The Pentagon on Monday defended its efforts to eliminate wasteful wartime spending in Iraq and Afghanistan, as two new reports accused it of squandering tens of billions of dollars while tripling the amount of no-bid contracts.
The bipartisan Commission on Wartime Contracting is scheduled to deliver its final report on Wednesday, charting what it says is $30 billion in waste due to wartime contracting practices.
The Center for Public Integrity, a nonprofit investigative news group, said in a separate report on Monday that noncompetitive contracting at the Defense Department had nearly tripled since 2001, to more than $140 billion from $50 billion.
We are well aware of some of the deficiencies over the years in how we have worked contracts, said Marine Corps Colonel David Lapan, a Pentagon spokesman. We have worked hard over those years to try to correct those deficiencies when we come across them.
Lapan defended the use of no-bid contracts at a time of war.
There have been many instances because of wartime needs where a long lengthy competitive bid contract process does not serve the needs of the war-fighters, he said. In many instances it's a matter of saving lives, doing things more quickly because of the nature of conflict.
A decade of war in Iraq, Afghanistan and elsewhere has cost the United States upward of $1 trillion.

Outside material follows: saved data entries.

//! Contact records and the local user that points at them.
//!
//! Wire names of the Contact object are kept exactly as the CRM defines them;
//! they are part of the remote contract.

use crate::error::{CrmError, CrmResult};
use crate::model::plan::EmailUpdatePlan;
use crate::model::record::{FieldMap, ID_FIELD, SObject};
use serde::{Deserialize, Serialize};
use serde_json::Value;
use std::fmt;

pub const CONTACT_OBJECT: &str = "Contact";
pub const ACCOUNT_OBJECT: &str = "Account";
pub const CAMPAIGN_MEMBER_OBJECT: &str = "CampaignMember";

pub const WORK_EMAIL_FIELD: &str = "Work_Email__c";
pub const PERSONAL_EMAIL_FIELD: &str = "Personal_Email__c";
pub const ALTERNATE_EMAIL_FIELD: &str = "Alternate_Email__c";
pub const PREFERRED_EMAIL_FIELD: &str = "Preferred_Email__c";
pub const OPTED_OUT_FIELD: &str = "HasOptedOutOfEmail";

/// The three email fields a contact can be matched on.
pub const EMAIL_FIELDS: [&str; 3] = [WORK_EMAIL_FIELD, PERSONAL_EMAIL_FIELD, ALTERNATE_EMAIL_FIELD];

/// Contact "Role" values that identify an educator.
pub const EDUCATOR_ROLES: [&str; 3] = ["Teacher", "School or District Leader", "Other Educator"];

/// Whether a contact role value is one of the educator roles.
pub fn is_educator_role(role: &str) -> bool {
    EDUCATOR_ROLES.contains(&role)
}

/// Which of the two primary email fields is authoritative.
#[derive(Debug, Clone, Copy, PartialEq, Eq, Hash, Serialize, Deserialize)]
pub enum PreferredChannel {
    Work,
    Personal,
}

impl PreferredChannel {
    /// Parse the wire value. Anything other than `Work` selects `Personal`.
    pub fn from_wire(value: Option<&str>) -> Self {
        match value {
            Some("Work") => PreferredChannel::Work,
            _ => PreferredChannel::Personal,
        }
    }

    /// Wire value of the channel.
    pub fn as_str(&self) -> &'static str {
        match self {
            PreferredChannel::Work => "Work",
            PreferredChannel::Personal => "Personal",
        }
    }

    /// Email field named by the channel.
    pub fn field_name(&self) -> &'static str {
        match self {
            PreferredChannel::Work => WORK_EMAIL_FIELD,
            PreferredChannel::Personal => PERSONAL_EMAIL_FIELD,
        }
    }
}

impl fmt::Display for PreferredChannel {
    fn fmt(&self, f: &mut fmt::Formatter<'_>) -> fmt::Result {
        f.write_str(self.as_str())
    }
}

/// A contact as far as identity reconciliation is concerned.
#[derive(Debug, Clone, PartialEq, Eq, Serialize, Deserialize)]
pub struct Contact {
    pub id: String,
    pub work_email: Option<String>,
    pub personal_email: Option<String>,
    pub alternate_email: Option<String>,
    pub preferred_channel: PreferredChannel,
    pub opted_out_of_email: bool,
}

impl Contact {
    /// Create a contact without any email on file.
    pub fn new(id: impl Into<String>) -> Self {
        Self {
            id: id.into(),
            work_email: None,
            personal_email: None,
            alternate_email: None,
            preferred_channel: PreferredChannel::Personal,
            opted_out_of_email: false,
        }
    }

    pub fn with_work_email(mut self, email: impl Into<String>) -> Self {
        self.work_email = Some(email.into());
        self
    }

    pub fn with_personal_email(mut self, email: impl Into<String>) -> Self {
        self.personal_email = Some(email.into());
        self
    }

    pub fn with_alternate_email(mut self, email: impl Into<String>) -> Self {
        self.alternate_email = Some(email.into());
        self
    }

    pub fn with_preferred_channel(mut self, channel: PreferredChannel) -> Self {
        self.preferred_channel = channel;
        self
    }

    pub fn with_opted_out(mut self, opted_out: bool) -> Self {
        self.opted_out_of_email = opted_out;
        self
    }

    /// Decode a Contact record.
    ///
    /// Missing or null email fields become `None`; a non-string email value or
    /// a missing `Id` is reported as a malformed record.
    pub fn from_record(record: &SObject) -> CrmResult<Self> {
        let id = record
            .id()
            .ok_or_else(|| CrmError::malformed(CONTACT_OBJECT, "record has no Id"))?;

        Ok(Self {
            id: id.to_string(),
            work_email: optional_string(record, WORK_EMAIL_FIELD)?,
            personal_email: optional_string(record, PERSONAL_EMAIL_FIELD)?,
            alternate_email: optional_string(record, ALTERNATE_EMAIL_FIELD)?,
            preferred_channel: PreferredChannel::from_wire(record.field_str(PREFERRED_EMAIL_FIELD)),
            opted_out_of_email: record
                .field(OPTED_OUT_FIELD)
                .and_then(Value::as_bool)
                .unwrap_or(false),
        })
    }

    /// Encode the contact as a field map, `Id` included.
    pub fn to_fields(&self) -> FieldMap {
        let mut fields = FieldMap::new();
        fields.insert(ID_FIELD.to_string(), Value::String(self.id.clone()));
        fields.insert(WORK_EMAIL_FIELD.to_string(), optional_value(&self.work_email));
        fields.insert(PERSONAL_EMAIL_FIELD.to_string(), optional_value(&self.personal_email));
        fields.insert(ALTERNATE_EMAIL_FIELD.to_string(), optional_value(&self.alternate_email));
        fields.insert(
            PREFERRED_EMAIL_FIELD.to_string(),
            Value::String(self.preferred_channel.as_str().to_string()),
        );
        fields.insert(OPTED_OUT_FIELD.to_string(), Value::Bool(self.opted_out_of_email));
        fields
    }

    /// The email stored in the field named by `channel`.
    pub fn email(&self, channel: PreferredChannel) -> Option<&str> {
        match channel {
            PreferredChannel::Work => self.work_email.as_deref(),
            PreferredChannel::Personal => self.personal_email.as_deref(),
        }
    }

    /// Apply an update plan to this contact, as the CRM would.
    pub fn apply(&mut self, plan: &EmailUpdatePlan) {
        let email = Some(plan.email.clone());
        match plan.preferred_channel {
            PreferredChannel::Work => self.work_email = email,
            PreferredChannel::Personal => self.personal_email = email,
        }
        self.alternate_email = plan.alternate_email.clone();
        self.preferred_channel = plan.preferred_channel;
        self.opted_out_of_email = plan.opted_out_of_email;
    }
}

fn optional_string(record: &SObject, field: &str) -> CrmResult<Option<String>> {
    match record.field(field) {
        None | Some(Value::Null) => Ok(None),
        Some(Value::String(value)) => Ok(Some(value.clone())),
        Some(other) => Err(CrmError::malformed(
            CONTACT_OBJECT,
            format!("field {} is not a string: {}", field, other),
        )),
    }
}

fn optional_value(value: &Option<String>) -> Value {
    value.clone().map(Value::String).unwrap_or(Value::Null)
}

/// The local user account linked to a contact.
#[derive(Debug, Clone, PartialEq, Eq, Serialize, Deserialize)]
pub struct LocalUser {
    /// Current email of the local account
    pub email: String,
    /// Linked contact id, when the account has been matched
    pub contact_id: Option<String>,
}

impl LocalUser {
    pub fn new(email: impl Into<String>, contact_id: Option<String>) -> Self {
        Self {
            email: email.into(),
            contact_id,
        }
    }
}

#[cfg(test)]
mod tests {
    use super::*;
    use serde_json::json;

    fn contact_record(value: Value) -> SObject {
        match value {
            Value::Object(fields) => SObject::new(CONTACT_OBJECT, fields),
            _ => unreachable!(),
        }
    }

    #[test]
    fn test_from_record() {
        let record = contact_record(json!({
            "Id": "0031",
            "Work_Email__c": "w@x.com",
            "Personal_Email__c": null,
            "Preferred_Email__c": "Work",
            "HasOptedOutOfEmail": true
        }));

        let contact = Contact::from_record(&record).unwrap();
        assert_eq!(contact.id, "0031");
        assert_eq!(contact.work_email.as_deref(), Some("w@x.com"));
        assert_eq!(contact.personal_email, None);
        assert_eq!(contact.alternate_email, None);
        assert_eq!(contact.preferred_channel, PreferredChannel::Work);
        assert!(contact.opted_out_of_email);
    }

    #[test]
    fn test_from_record_rejects_malformed() {
        let no_id = contact_record(json!({"Work_Email__c": "w@x.com"}));
        assert!(matches!(
            Contact::from_record(&no_id),
            Err(CrmError::MalformedRecord { .. })
        ));

        let numeric_email = contact_record(json!({"Id": "0031", "Work_Email__c": 7}));
        assert!(Contact::from_record(&numeric_email).is_err());
    }

    #[test]
    fn test_unknown_preference_is_personal() {
        assert_eq!(PreferredChannel::from_wire(None), PreferredChannel::Personal);
        assert_eq!(PreferredChannel::from_wire(Some("work")), PreferredChannel::Personal);
        assert_eq!(PreferredChannel::from_wire(Some("Work")), PreferredChannel::Work);
    }

    #[test]
    fn test_fields_round_trip_through_record() {
        let contact = Contact::new("0032")
            .with_personal_email("p@x.com")
            .with_alternate_email("a@x.com");

        let decoded = Contact::from_record(&SObject::new(CONTACT_OBJECT, contact.to_fields())).unwrap();
        assert_eq!(decoded, contact);
    }

    #[test]
    fn test_educator_roles() {
        assert!(is_educator_role("Teacher"));
        assert!(is_educator_role("School or District Leader"));
        assert!(!is_educator_role("Parent"));
    }
}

The reports critiquing Pentagon contracting come as the Pentagon is being forced to reduce spending by some $350 billion over the next decade. Government-wide security spending could face an additional $600 billion in cuts unless Congress is able to agree to a compromise to get the federal deficit and $14.3 trillion debt under control.
The Commission on Wartime Contracting's report will weigh in at 240 pages, and is expected to include recommendations for reining in wasteful spending. Its conclusions of about $30 billion in lost funds were first reported in July.
DISSERVICE TO TAXPAYERS
Tens of billions of taxpayer dollars have been wasted through poor planning, vague and shifting requirements, inadequate competition ... and subpar performance or outright misconduct by some contractors and federal employees, the co-chairmen of the panel wrote in The Washington Post on Sunday.
The two men -- former Representative Christopher Shays and former Defense Contract Audit Agency deputy director Mark Thibault -- cited unsustainable projects as a particular problem, such as $40 million spent on a prison Iraqis did not want and $300 million for a Kabul power plant the Afghan government does not have the funds or expertise to maintain.
Our final report shows that the costs of contracting waste and fraud extend beyond the disservice to taxpayers, they wrote. The costs include damage to the support for U.S. military, diplomatic and development efforts; fostering corruption in host countries; and undermining U.S. standing and influence overseas.
Lapan declined to comment on the specifics of the report, saying he had not seen the document and would wait until it was released. He said he was not sure whether the group had solicited Pentagon comment before finalizing its draft.
Lapan said Defense Department spending was under regular scrutiny from groups ranging from its own inspectors general for Iraq and Afghanistan to the Government Accountability Office and others.
While the overall story is that there have been instances where there has been waste, we have tried to address those as we've gone along, Lapan said. We believe that we've made a lot of progress, and we'll take a look at this report when it comes out Wednesday and see specifically are there additional things that we need to do going forward.
In its separate report, the Center for Public Integrity said the dollar value of competitive contracts at the Pentagon fell to 55 percent of the total in the first half of 2011, lower than at any point in the decade since the September 11 attacks.